- [Problem to solve]
Using the records below, locate all lines containing "CodecRegistry" and return them.

Data excerpts
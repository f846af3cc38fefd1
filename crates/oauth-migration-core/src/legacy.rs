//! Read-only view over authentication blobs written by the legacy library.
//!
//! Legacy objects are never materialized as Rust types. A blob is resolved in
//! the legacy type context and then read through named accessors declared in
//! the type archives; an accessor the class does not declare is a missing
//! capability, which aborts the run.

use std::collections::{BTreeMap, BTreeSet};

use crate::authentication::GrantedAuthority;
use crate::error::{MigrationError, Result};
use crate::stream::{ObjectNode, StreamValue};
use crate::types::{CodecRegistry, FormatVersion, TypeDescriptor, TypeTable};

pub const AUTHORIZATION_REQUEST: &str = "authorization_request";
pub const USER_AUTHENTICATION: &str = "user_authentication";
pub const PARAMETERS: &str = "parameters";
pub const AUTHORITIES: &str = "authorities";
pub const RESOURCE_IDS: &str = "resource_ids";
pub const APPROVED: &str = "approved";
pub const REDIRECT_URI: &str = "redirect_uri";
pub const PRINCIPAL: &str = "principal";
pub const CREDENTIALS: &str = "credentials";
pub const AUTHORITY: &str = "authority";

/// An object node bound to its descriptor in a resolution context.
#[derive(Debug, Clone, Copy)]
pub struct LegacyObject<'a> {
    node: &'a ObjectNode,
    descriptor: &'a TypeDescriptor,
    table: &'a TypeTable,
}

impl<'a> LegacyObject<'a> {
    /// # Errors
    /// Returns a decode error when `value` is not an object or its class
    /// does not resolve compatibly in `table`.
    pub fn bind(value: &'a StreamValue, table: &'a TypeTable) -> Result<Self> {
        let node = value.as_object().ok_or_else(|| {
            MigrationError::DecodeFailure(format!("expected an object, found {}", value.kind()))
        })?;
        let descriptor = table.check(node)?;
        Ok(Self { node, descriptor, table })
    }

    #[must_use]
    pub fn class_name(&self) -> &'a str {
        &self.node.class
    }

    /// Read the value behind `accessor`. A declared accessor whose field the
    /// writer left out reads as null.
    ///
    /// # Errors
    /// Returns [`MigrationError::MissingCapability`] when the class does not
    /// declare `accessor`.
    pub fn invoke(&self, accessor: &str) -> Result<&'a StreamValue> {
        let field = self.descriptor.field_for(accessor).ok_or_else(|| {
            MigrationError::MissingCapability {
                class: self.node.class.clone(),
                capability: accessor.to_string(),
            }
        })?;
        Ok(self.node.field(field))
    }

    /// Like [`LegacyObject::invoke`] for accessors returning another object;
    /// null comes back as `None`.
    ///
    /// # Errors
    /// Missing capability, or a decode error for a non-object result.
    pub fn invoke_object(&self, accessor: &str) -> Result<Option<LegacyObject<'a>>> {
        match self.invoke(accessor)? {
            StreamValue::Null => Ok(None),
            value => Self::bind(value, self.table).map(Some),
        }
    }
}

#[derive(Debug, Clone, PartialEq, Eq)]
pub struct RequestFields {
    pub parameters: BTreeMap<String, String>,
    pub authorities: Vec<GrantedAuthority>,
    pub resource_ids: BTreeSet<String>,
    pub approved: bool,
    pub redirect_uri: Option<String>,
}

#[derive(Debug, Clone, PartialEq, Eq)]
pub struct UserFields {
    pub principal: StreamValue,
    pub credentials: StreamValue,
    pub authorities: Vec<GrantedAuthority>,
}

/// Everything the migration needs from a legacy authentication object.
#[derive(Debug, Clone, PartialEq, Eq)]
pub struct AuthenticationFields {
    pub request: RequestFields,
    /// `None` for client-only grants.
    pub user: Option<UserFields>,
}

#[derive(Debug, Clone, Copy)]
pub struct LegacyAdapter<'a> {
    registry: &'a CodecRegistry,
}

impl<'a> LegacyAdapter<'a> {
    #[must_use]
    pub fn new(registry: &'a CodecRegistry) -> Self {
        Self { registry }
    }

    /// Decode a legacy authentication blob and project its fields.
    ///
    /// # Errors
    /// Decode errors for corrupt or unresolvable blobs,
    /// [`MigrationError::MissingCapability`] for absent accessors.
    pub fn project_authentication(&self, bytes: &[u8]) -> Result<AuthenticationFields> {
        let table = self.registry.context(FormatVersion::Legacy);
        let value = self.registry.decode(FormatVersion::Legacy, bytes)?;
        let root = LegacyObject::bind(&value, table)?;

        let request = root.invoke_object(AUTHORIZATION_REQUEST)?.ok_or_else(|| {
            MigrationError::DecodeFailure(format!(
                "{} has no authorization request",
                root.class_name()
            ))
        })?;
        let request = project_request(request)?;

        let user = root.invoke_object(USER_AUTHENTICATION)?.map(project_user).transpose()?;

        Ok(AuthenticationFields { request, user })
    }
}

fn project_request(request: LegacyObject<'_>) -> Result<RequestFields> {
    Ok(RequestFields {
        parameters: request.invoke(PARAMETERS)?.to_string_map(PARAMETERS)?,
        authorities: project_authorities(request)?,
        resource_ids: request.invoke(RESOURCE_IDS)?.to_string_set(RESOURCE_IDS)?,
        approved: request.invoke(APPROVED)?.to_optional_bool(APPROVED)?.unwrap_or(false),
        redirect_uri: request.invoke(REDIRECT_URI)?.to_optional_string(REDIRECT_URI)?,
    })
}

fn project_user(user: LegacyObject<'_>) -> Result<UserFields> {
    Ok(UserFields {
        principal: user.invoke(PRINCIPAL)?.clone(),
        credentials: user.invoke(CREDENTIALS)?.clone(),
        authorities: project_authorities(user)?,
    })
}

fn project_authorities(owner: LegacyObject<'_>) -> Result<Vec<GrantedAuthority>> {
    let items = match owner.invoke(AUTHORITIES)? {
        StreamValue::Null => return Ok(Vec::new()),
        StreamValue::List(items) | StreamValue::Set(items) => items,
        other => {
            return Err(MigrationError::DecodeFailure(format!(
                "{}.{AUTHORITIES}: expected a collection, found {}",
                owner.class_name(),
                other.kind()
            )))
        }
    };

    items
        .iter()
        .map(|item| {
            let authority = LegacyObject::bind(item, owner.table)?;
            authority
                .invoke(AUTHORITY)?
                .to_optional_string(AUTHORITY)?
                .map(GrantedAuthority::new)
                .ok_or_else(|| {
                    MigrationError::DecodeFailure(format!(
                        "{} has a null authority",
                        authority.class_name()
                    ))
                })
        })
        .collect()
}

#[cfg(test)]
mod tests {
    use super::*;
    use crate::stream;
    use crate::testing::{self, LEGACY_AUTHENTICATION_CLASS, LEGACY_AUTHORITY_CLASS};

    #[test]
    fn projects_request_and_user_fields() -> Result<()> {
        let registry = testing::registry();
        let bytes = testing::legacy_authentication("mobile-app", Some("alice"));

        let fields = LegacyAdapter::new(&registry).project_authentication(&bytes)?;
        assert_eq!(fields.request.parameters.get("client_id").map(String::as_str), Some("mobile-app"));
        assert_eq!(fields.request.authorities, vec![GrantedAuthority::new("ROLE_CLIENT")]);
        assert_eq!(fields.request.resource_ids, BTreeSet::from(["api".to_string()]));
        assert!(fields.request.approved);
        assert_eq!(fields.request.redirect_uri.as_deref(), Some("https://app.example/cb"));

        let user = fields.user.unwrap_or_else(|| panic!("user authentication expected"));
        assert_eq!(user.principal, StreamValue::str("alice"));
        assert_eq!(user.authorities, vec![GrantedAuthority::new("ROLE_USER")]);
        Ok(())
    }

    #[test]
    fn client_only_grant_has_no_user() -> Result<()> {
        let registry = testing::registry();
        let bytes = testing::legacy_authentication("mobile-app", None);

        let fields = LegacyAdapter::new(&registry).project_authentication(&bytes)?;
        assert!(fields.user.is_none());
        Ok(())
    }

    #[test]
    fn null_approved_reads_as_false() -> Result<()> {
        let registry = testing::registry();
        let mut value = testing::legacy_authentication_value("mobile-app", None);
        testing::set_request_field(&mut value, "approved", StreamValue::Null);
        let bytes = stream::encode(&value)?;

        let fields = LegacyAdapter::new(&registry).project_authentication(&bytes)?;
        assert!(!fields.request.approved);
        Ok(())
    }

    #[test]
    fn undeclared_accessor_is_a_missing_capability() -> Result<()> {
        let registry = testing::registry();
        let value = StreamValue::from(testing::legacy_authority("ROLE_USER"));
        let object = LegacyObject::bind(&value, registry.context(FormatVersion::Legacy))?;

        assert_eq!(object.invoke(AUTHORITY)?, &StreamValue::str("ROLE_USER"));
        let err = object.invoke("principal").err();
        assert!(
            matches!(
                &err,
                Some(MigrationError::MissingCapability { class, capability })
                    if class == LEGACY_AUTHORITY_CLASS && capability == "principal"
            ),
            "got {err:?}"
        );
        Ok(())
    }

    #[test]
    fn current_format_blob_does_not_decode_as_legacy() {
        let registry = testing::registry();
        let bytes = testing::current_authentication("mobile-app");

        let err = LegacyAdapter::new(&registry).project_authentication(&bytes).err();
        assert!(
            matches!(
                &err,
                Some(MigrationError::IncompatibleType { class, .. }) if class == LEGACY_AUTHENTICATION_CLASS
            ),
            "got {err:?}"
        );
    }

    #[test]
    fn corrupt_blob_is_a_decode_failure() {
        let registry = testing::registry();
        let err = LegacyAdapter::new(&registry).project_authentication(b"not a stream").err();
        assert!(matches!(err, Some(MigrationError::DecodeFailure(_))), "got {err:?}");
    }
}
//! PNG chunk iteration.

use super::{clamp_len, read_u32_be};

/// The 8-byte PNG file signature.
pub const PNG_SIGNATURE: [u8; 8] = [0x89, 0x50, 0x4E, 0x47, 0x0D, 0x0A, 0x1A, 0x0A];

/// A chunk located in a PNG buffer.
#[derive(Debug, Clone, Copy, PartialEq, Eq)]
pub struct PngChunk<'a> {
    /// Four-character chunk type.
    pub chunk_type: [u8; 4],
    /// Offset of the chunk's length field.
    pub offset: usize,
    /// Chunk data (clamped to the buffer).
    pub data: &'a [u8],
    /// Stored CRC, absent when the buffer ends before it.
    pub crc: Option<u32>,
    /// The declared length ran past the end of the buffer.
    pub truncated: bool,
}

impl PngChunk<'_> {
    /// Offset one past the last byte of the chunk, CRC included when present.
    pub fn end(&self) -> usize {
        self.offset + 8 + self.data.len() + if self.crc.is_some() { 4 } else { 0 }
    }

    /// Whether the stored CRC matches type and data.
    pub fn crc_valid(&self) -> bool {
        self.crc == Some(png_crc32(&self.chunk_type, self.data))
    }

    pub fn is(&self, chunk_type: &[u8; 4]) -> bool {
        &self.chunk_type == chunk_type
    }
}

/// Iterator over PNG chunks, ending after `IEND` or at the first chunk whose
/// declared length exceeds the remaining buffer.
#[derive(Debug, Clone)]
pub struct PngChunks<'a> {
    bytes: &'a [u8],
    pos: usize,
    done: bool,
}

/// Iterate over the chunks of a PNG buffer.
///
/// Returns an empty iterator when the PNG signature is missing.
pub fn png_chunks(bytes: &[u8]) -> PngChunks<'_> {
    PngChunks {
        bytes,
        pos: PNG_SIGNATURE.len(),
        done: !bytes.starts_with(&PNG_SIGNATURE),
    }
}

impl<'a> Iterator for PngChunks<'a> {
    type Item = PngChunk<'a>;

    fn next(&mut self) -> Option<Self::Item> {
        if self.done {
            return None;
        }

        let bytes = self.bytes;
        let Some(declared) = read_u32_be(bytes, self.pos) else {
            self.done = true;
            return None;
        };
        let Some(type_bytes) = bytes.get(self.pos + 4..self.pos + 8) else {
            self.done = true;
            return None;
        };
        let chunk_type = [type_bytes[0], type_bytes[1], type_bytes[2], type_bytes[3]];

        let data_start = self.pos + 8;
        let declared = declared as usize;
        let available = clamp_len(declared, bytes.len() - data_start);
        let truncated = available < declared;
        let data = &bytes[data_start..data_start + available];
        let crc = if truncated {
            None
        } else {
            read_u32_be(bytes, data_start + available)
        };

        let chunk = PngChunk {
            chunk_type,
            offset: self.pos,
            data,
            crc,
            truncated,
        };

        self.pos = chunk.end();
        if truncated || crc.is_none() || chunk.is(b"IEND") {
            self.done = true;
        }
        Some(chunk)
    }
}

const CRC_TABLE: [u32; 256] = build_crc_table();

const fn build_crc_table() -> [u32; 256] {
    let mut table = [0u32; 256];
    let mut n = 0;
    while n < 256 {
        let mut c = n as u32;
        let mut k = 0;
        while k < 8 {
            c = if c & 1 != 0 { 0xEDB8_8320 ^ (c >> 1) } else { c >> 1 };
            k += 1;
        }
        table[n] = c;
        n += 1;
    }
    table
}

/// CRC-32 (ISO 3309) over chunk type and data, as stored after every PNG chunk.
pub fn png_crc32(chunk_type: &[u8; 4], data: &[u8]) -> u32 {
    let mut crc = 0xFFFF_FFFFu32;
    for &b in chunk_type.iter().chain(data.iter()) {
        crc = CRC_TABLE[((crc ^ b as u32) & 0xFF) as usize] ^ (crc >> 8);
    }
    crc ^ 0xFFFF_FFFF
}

- [Output of the exercise]
use crate::types::{CodecRegistry, FormatVersion, TypeDescriptor, TypeTable};
    registry: &'a CodecRegistry,
    pub fn new(registry: &'a CodecRegistry) -> Self {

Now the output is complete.